Tuesday, July 1, 2014

Nearby Super-Earth is best habitable candidate so far, Astronomers say

By Nancy Atkinson via Universe Today, 25 June 2014

Artistic representation of the potentially habitable Super-Earth Gliese 832 c against a stellar nebula background. Credit: Planetary Habitability Laboratory at the University of Puerto Rico, Arecibo, NASA/Hubble, Stellarium.

On a clear night, you might be able to spot the red dwarf star Gliese 832 through a backyard telescope, as it is just 16 light years away. Today, astronomers announced the discovery of super-Earth planet orbiting this nearby star and say it might be the best candidate yet for habitable world.

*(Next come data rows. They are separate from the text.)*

//! # Run Configuration
//!
//! Two kinds of settings live here:
//! * [`Config`]: runtime flags chosen on the command line.
//! * [`ScanPolicy`]: the JSON policy document (critical ports, severities of
//!   interest). It is loaded once before any scanning starts and shared
//!   read-only by every pipeline.

use std::collections::HashMap;
use std::path::Path;
use std::time::Duration;

use serde::Deserialize;
use thiserror::Error;

use crate::finding::Severity;

pub const DEFAULT_CONCURRENCY: usize = 10;
pub const DEFAULT_PACING: Duration = Duration::from_secs(2);

#[derive(Debug, Clone)]
pub struct Config {
    /// Skip subdomain enumeration and scan only the literal target.
    pub no_subs: bool,
    /// Maximum number of host pipelines running at the same time.
    pub concurrency: usize,
    /// Pause inserted before every template scan.
    pub pacing: Duration,
    pub timeouts: ToolTimeouts,
    pub quiet: u8,
    pub no_banner: bool,
}

impl Default for Config {
    fn default() -> Self {
        Self {
            no_subs: false,
            concurrency: DEFAULT_CONCURRENCY,
            pacing: DEFAULT_PACING,
            timeouts: ToolTimeouts::default(),
            quiet: 0,
            no_banner: false,
        }
    }
}

/// Per-tool deadlines. Each external invocation carries its own.
#[derive(Debug, Clone, Copy, PartialEq, Eq)]
pub struct ToolTimeouts {
    pub enumeration: Duration,
    pub probing: Duration,
    pub port_scan: Duration,
    pub parameters: Duration,
    pub template_scan: Duration,
    pub js_links: Duration,
    pub js_secrets: Duration,
}

impl Default for ToolTimeouts {
    fn default() -> Self {
        const FIVE_MINUTES: Duration = Duration::from_secs(5 * 60);
        const TEN_MINUTES: Duration = Duration::from_secs(10 * 60);

        Self {
            enumeration: FIVE_MINUTES,
            probing: FIVE_MINUTES,
            port_scan: FIVE_MINUTES,
            parameters: TEN_MINUTES,
            template_scan: TEN_MINUTES,
            js_links: FIVE_MINUTES,
            js_secrets: TEN_MINUTES,
        }
    }
}

impl ToolTimeouts {
    /// Applies the same deadline to every tool.
    pub fn uniform(timeout: Duration) -> Self {
        Self {
            enumeration: timeout,
            probing: timeout,
            port_scan: timeout,
            parameters: timeout,
            template_scan: timeout,
            js_links: timeout,
            js_secrets: timeout,
        }
    }
}

#[derive(Debug, Error)]
pub enum ConfigError {
    #[error("failed to open config {path}: {source}")]
    Read {
        path: String,
        #[source]
        source: std::io::Error,
    },

    #[error("failed to decode config: {0}")]
    Parse(#[from] serde_json::Error),

    #[error("invalid config: {0}")]
    Invalid(String),
}

/// Policy deciding which raw tool output is worth reporting.
#[derive(Debug, Clone, Default, Deserialize)]
pub struct ScanPolicy {
    /// Port number (as written by the port scanner) to human description.
    #[serde(default)]
    pub critical_ports: HashMap<String, String>,
    /// Severity tags of interest, in priority order.
    #[serde(default)]
    pub nuclei_severities: Vec<String>,
}

impl ScanPolicy {
    pub fn load(path: &Path) -> Result<Self, ConfigError> {
        let raw = std::fs::read_to_string(path).map_err(|source| ConfigError::Read {
            path: path.display().to_string(),
            source,
        })?;
        Self::from_json(&raw)
    }

    /// Parses and validates a policy document.
    ///
    /// Port keys must be valid port numbers and severity names must belong to
    /// the closed [`Severity`] set. Severity names are lowercased since the
    /// template scanner prints them that way.
    pub fn from_json(raw: &str) -> Result<Self, ConfigError> {
        let mut policy: ScanPolicy = serde_json::from_str(raw)?;

        policy.critical_ports = policy
            .critical_ports
            .into_iter()
            .map(|(port, desc)| {
                let port = port.trim().to_string();
                port.parse::<u16>()
                    .map_err(|_| ConfigError::Invalid(format!("'{port}' is not a port number")))?;
                Ok((port, desc))
            })
            .collect::<Result<_, ConfigError>>()?;

        for severity in policy.nuclei_severities.iter_mut() {
            let lowered = severity.trim().to_ascii_lowercase();
            if Severity::from_tag(&lowered).is_none() {
                return Err(ConfigError::Invalid(format!(
                    "unknown severity '{severity}'"
                )));
            }
            *severity = lowered;
        }

        Ok(policy)
    }
}
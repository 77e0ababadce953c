//! Fast port scan through `nmap`. The report is returned raw and classified
//! later by [`crate::classify::port_scan`].

use std::time::Duration;

use tracing::info;

use crate::error::ToolError;
use crate::process::{Invocation, ProcessRunner};
use crate::tools::Tool;

pub fn invocation(hostname: &str, timeout: Duration) -> Invocation {
    Invocation::new(Tool::Nmap.binary(), timeout).args(["-T4", "-F", hostname])
}

pub async fn scan(
    runner: &dyn ProcessRunner,
    hostname: &str,
    timeout: Duration,
) -> Result<String, ToolError> {
    info!("Running Nmap on {hostname}...");
    let invocation = invocation(hostname, timeout);
    runner.run(&invocation).await?.into_usable(&invocation)
}
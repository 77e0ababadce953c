//! # Scan Target Model
//!
//! Defines the root domain handed to the tool and the helpers that turn a
//! discovered host into the two shapes the external tools expect:
//! * A URL with a scheme (`http://` is assumed when none is given).
//! * A bare hostname without scheme or port, for the port scanner.

use std::fmt;
use std::str::FromStr;

use url::Url;

/// The root domain a run starts from.
#[derive(Clone, Debug, PartialEq, Eq)]
pub struct Target(String);

impl Target {
    pub fn as_str(&self) -> &str {
        &self.0
    }
}

impl fmt::Display for Target {
    fn fmt(&self, f: &mut fmt::Formatter<'_>) -> fmt::Result {
        f.write_str(&self.0)
    }
}

impl FromStr for Target {
    type Err = String;

    /// Accepts a domain such as `example.com`.
    ///
    /// Surrounding whitespace is dropped. Whitespace inside the value is
    /// rejected since every tool receives it as a single argument.
    fn from_str(s: &str) -> Result<Self, Self::Err> {
        let trimmed = s.trim();
        if trimmed.is_empty() {
            return Err("target cannot be empty".to_string());
        }
        if trimmed.chars().any(char::is_whitespace) {
            return Err(format!("invalid target: {trimmed}"));
        }
        Ok(Target(trimmed.to_string()))
    }
}

/// Returns `host` as a URL, prepending `http://` when it has no http(s) scheme.
pub fn target_url(host: &str) -> String {
    if host.starts_with("http") {
        host.to_string()
    } else {
        format!("http://{host}")
    }
}

/// Strips scheme, path and port from `host`.
pub fn bare_hostname(host: &str) -> String {
    if let Ok(parsed) = Url::parse(&target_url(host)) {
        if let Some(name) = parsed.host_str() {
            if !name.is_empty() {
                return name.trim_matches(|c| c == '[' || c == ']').to_string();
            }
        }
    }

    let stripped = host
        .trim_start_matches("http://")
        .trim_start_matches("https://");
    stripped
        .split(['/', ':'])
        .next()
        .unwrap_or(stripped)
        .to_string()
}

// ╔════════════════════════════════════════════╗
// ║ ████████╗███████╗███████╗████████╗███████╗ ║
// ║ ╚══██╔══╝██╔════╝██╔════╝╚══██╔══╝██╔════╝ ║
// ║    ██║   █████╗  ███████╗   ██║   ███████╗ ║
// ║    ██║   ██╔══╝  ╚════██║   ██║   ╚════██║ ║
// ║    ██║   ███████╗███████║   ██║   ███████║ ║
// ║    ╚═╝   ╚══════╝╚══════╝   ╚═╝   ╚══════╝ ║
// ╚════════════════════════════════════════════╝

#[cfg(test)]
mod tests {
    use super::*;

    #[test]
    fn parses_plain_domain() {
        let target: Target = " example.com ".parse().unwrap();
        assert_eq!(target.as_str(), "example.com");
    }

    #[test]
    fn rejects_empty_and_spaced_targets() {
        assert!("".parse::<Target>().is_err());
        assert!("exa mple.com".parse::<Target>().is_err());
    }

    #[test]
    fn target_url_keeps_existing_scheme() {
        assert_eq!(target_url("https://a.example.com"), "https://a.example.com");
        assert_eq!(target_url("a.example.com"), "http://a.example.com");
    }

    #[test]
    fn bare_hostname_drops_scheme_port_and_path() {
        assert_eq!(bare_hostname("https://a.example.com:8443/login"), "a.example.com");
        assert_eq!(bare_hostname("b.example.com:8080"), "b.example.com");
        assert_eq!(bare_hostname("c.example.com"), "c.example.com");
    }
}
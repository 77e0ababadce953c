//! Shared models for the `crowscout` workspace.
//!
//! Everything in here is plain data: the scan policy loaded from disk, the
//! per-host fingerprint produced by probing, and the findings surfaced to the
//! user. No module in this crate spawns processes or touches the terminal.

pub mod config;
pub mod finding;
pub mod fingerprint;
pub mod network;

Gliese 832c was spotted by an international team of astronomers, led by Robert A. Wittenmyer from UNSW Australia. They used high-precision radial-velocity data from HARPS-TERRA, the Planet Finder Spectrograph and the UCLES echelle spectrograph. This star is already known to have one additional planet, a cold Jupiter-like planet, Gliese 832 b, discovered in 2009.

Orbital analysis of Gliese 832 c, a potentially habitable world around the nearby red-dwarf star Gliese 832. Gliese 832 c orbits near the inner edge of the conservative habitable zone. Its average equilibrium temperature (253 K) is similar to Earth (255 K) but with large shifts (up to 25K) due to its high eccentricity (assuming a similar 0.3 albedo). Credit: Planetary Habitability Laboratory. 

Since red dwarf stars shine dimly, the habitable zones around these stars would be very close in. Gliese 832c complies with an orbital period of 36 days (it’s orbital companion Gliese 832 b orbits the star in 9.4 years.)
The newly found super-Earth has a mass at least five times that of Earth’s and the astronomers estimate it receives about the same average energy as Earth does from the Sun. “The planet might have Earth-like temperatures, albeit with large seasonal shifts, given a similar terrestrial atmosphere,” says a press release from the Planetary Habitability Laboratory. “A denser atmosphere, something expected for Super-Earths, could easily make this planet too hot for life and a ‘Super-Venus’ instead.”

Using the Earth Similarity Index (ESI) — a measure of how physically similar a planetary mass object is to Earth, where 1 equals the same qualities as Earth — Gliese 832 c has an ESI of 0.81. This is comparable to Gliese 667C c (ESI = 0.84) and Kepler-62 e (ESI = 0.83).

“This makes Gliese 832c one of the top three most Earth-like planets according to the ESI (i.e. with respect to Earth’s stellar flux and mass) and the closest one to Earth of all three, a prime object for follow-up observations. However, other unknowns such as the bulk composition and atmosphere of the planet could make this world quite different to Earth and non-habitable.”